▸ What needs to be done
At the line containing "a delayed descriptor.", start repeating the entries exactly, and continue through the last line.
= Beginning of Section =
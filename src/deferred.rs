//! Deferred construction.
//!
//! A [`DeferredValue`] is a compute-once memoized holder: construction is
//! scheduled on idle time at creation, and the first real access forces it
//! synchronously instead. Whichever happens first wins, enforced by the
//! one-shot state transition. [`LazyService`] builds the service stand-in
//! on top of it: event subscriptions made before materialization are
//! buffered and replayed against the real instance, everything else forces.

use indexmap::IndexMap;
use std::cell::RefCell;
use std::rc::Rc;
use tracing::debug;

use crate::errors::ResolutionError;
use crate::events::{Listener, Subscription};
use crate::idle::{IdleHandle, IdleScheduler};
use crate::service::{Service, ServiceRef};

type Builder<T> = Box<dyn FnOnce() -> Result<T, ResolutionError>>;

/// State transitions only move forward, exactly once from `Pending` to a
/// terminal state. `Materializing` guards the window while the builder
/// runs so re-entrant forcing is detected instead of looping.
enum DeferredState<T> {
    Pending(Option<Builder<T>>),
    Materializing,
    Done(T),
    Failed(ResolutionError),
}

/// Compute-once-lazily memoized value with an idle-time trigger and a
/// forced-early-execution path.
pub struct DeferredValue<T> {
    label: String,
    state: RefCell<DeferredState<T>>,
    idle: RefCell<Option<IdleHandle>>,
}

impl<T: Clone + 'static> DeferredValue<T> {
    /// Create the value and schedule its construction on idle time.
    pub fn new(
        label: impl Into<String>,
        scheduler: &dyn IdleScheduler,
        builder: impl FnOnce() -> Result<T, ResolutionError> + 'static,
    ) -> Rc<Self> {
        let value = Rc::new(Self {
            label: label.into(),
            state: RefCell::new(DeferredState::Pending(Some(Box::new(builder)))),
            idle: RefCell::new(None),
        });
        let weak = Rc::downgrade(&value);
        let handle = scheduler.schedule(Box::new(move |_deadline| {
            if let Some(deferred) = weak.upgrade() {
                deferred.materialize_idle();
            }
        }));
        *value.idle.borrow_mut() = Some(handle);
        value
    }

    pub fn label(&self) -> &str {
        &self.label
    }

    pub fn is_materialized(&self) -> bool {
        matches!(
            &*self.state.borrow(),
            DeferredState::Done(_) | DeferredState::Failed(_)
        )
    }

    /// Peek at the outcome without forcing construction.
    pub fn try_get(&self) -> Option<Result<T, ResolutionError>> {
        match &*self.state.borrow() {
            DeferredState::Done(value) => Some(Ok(value.clone())),
            DeferredState::Failed(error) => Some(Err(error.clone())),
            _ => None,
        }
    }

    /// Materialize now: cancel the pending idle work and run the builder
    /// if it has not run yet. A cached failure is re-raised on every call;
    /// a failed build is never retried.
    pub fn force(&self) -> Result<T, ResolutionError> {
        if let Some(handle) = self.idle.borrow_mut().take() {
            handle.cancel();
        }
        self.run()
    }

    fn materialize_idle(&self) {
        if let Err(error) = self.run() {
            debug!(label = %self.label, %error, "idle materialization failed");
        }
    }

    fn run(&self) -> Result<T, ResolutionError> {
        let builder = {
            let mut state = self.state.borrow_mut();
            match &mut *state {
                DeferredState::Pending(slot) => {
                    let builder = slot.take();
                    *state = DeferredState::Materializing;
                    builder
                }
                DeferredState::Done(value) => return Ok(value.clone()),
                DeferredState::Failed(error) => return Err(error.clone()),
                DeferredState::Materializing => {
                    return Err(ResolutionError::RecursiveInstantiation {
                        id: self.label.clone(),
                    })
                }
            }
        };
        let Some(builder) = builder else {
            return Err(ResolutionError::RecursiveInstantiation {
                id: self.label.clone(),
            });
        };

        // No borrow is held here: the builder may run arbitrary user code,
        // including resolution that re-enters this module.
        match builder() {
            Ok(value) => {
                debug!(label = %self.label, "deferred value materialized");
                *self.state.borrow_mut() = DeferredState::Done(value.clone());
                Ok(value)
            }
            Err(error) => {
                let cached = self.as_failure(error);
                *self.state.borrow_mut() = DeferredState::Failed(cached.clone());
                Err(cached)
            }
        }
    }

    fn as_failure(&self, error: ResolutionError) -> ResolutionError {
        match error {
            cached @ ResolutionError::DeferredBuildFailure { .. } => cached,
            other => ResolutionError::DeferredBuildFailure {
                id: self.label.clone(),
                message: other.to_string(),
            },
        }
    }
}

struct EarlySlot {
    listener: Option<Listener>,
    real: Option<Subscription>,
}

/// Ordered per-name queues of subscriptions made before materialization.
#[derive(Default)]
struct EarlyListeners {
    queues: RefCell<IndexMap<String, Vec<Rc<RefCell<EarlySlot>>>>>,
}

impl EarlyListeners {
    fn buffer(&self, event: &str, listener: Listener) -> Subscription {
        let slot = Rc::new(RefCell::new(EarlySlot {
            listener: Some(listener),
            real: None,
        }));
        self.queues
            .borrow_mut()
            .entry(event.to_string())
            .or_default()
            .push(Rc::clone(&slot));
        Subscription::new(move || {
            let mut slot = slot.borrow_mut();
            slot.listener = None;
            if let Some(mut real) = slot.real.take() {
                real.dispose();
            }
        })
    }

    /// Replay every still-live buffered subscription against the real
    /// instance, in original registration order, then clear the queues.
    /// Names the instance does not expose are dropped.
    fn replay(&self, instance: &dyn Service) {
        let drained = std::mem::take(&mut *self.queues.borrow_mut());
        let Some(source) = instance.as_event_source() else {
            return;
        };
        for (event, slots) in drained {
            for slot_rc in slots {
                let listener = slot_rc.borrow().listener.clone();
                let Some(listener) = listener else { continue };
                if let Some(real) = source.subscribe(&event, listener) {
                    let mut slot = slot_rc.borrow_mut();
                    if slot.listener.is_some() {
                        slot.real = Some(real);
                    } else {
                        // disposed while the subscription was being made
                        let mut real = real;
                        drop(slot);
                        real.dispose();
                    }
                }
            }
        }
    }
}

/// The stand-in handed out for a delayed descriptor.
///
/// Subscribing to a named event before materialization buffers the
/// listener and returns a disposable handle immediately; forcing, via any
/// other access, builds the real instance exactly once and replays the
/// buffered subscriptions against it.
pub struct LazyService {
    deferred: Rc<DeferredValue<ServiceRef>>,
    early: Rc<EarlyListeners>,
}

impl LazyService {
    pub(crate) fn new(
        label: impl Into<String>,
        scheduler: &dyn IdleScheduler,
        build: impl FnOnce() -> Result<ServiceRef, ResolutionError> + 'static,
    ) -> Rc<Self> {
        let early = Rc::new(EarlyListeners::default());
        let replay_queue = Rc::clone(&early);
        let deferred = DeferredValue::new(label, scheduler, move || {
            let instance = build()?;
            replay_queue.replay(&*instance);
            Ok(instance)
        });
        Rc::new(Self { deferred, early })
    }

    pub fn label(&self) -> &str {
        self.deferred.label()
    }

    pub fn force(&self) -> Result<ServiceRef, ResolutionError> {
        self.deferred.force()
    }

    pub fn is_materialized(&self) -> bool {
        self.deferred.is_materialized()
    }

    pub fn subscribe(
        &self,
        event: &str,
        listener: Listener,
    ) -> Result<Option<Subscription>, ResolutionError> {
        match self.deferred.try_get() {
            None => Ok(Some(self.early.buffer(event, listener))),
            Some(Ok(instance)) => Ok(instance
                .as_event_source()
                .and_then(|source| source.subscribe(event, listener))),
            Some(Err(error)) => Err(error),
        }
    }
}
= End of Section =
▸ Response
/// The stand-in handed out for a delayed descriptor.
///
/// Subscribing to a named event before materialization buffers the
/// listener and returns a disposable handle immediately; forcing, via any
/// other access, builds the real instance exactly once and replays the
/// buffered subscriptions against it.
pub struct LazyService {
    deferred: Rc<DeferredValue<ServiceRef>>,
    early: Rc<EarlyListeners>,
}

impl LazyService {
    pub(crate) fn new(
        label: impl Into<String>,
        scheduler: &dyn IdleScheduler,
        build: impl FnOnce() -> Result<ServiceRef, ResolutionError> + 'static,
    ) -> Rc<Self> {
        let early = Rc::new(EarlyListeners::default());
        let replay_queue = Rc::clone(&early);
        let deferred = DeferredValue::new(label, scheduler, move || {
            let instance = build()?;
            replay_queue.replay(&*instance);
            Ok(instance)
        });
        Rc::new(Self { deferred, early })
    }

    pub fn label(&self) -> &str {
        self.deferred.label()
    }

    pub fn force(&self) -> Result<ServiceRef, ResolutionError> {
        self.deferred.force()
    }

    pub fn is_materialized(&self) -> bool {
        self.deferred.is_materialized()
    }

    pub fn subscribe(
        &self,
        event: &str,
        listener: Listener,
    ) -> Result<Option<Subscription>, ResolutionError> {
        match self.deferred.try_get() {
            None => Ok(Some(self.early.buffer(event, listener))),
            Some(Ok(instance)) => Ok(instance
                .as_event_source()
                .and_then(|source| source.subscribe(event, listener))),
            Some(Err(error)) => Err(error),
        }
    }
}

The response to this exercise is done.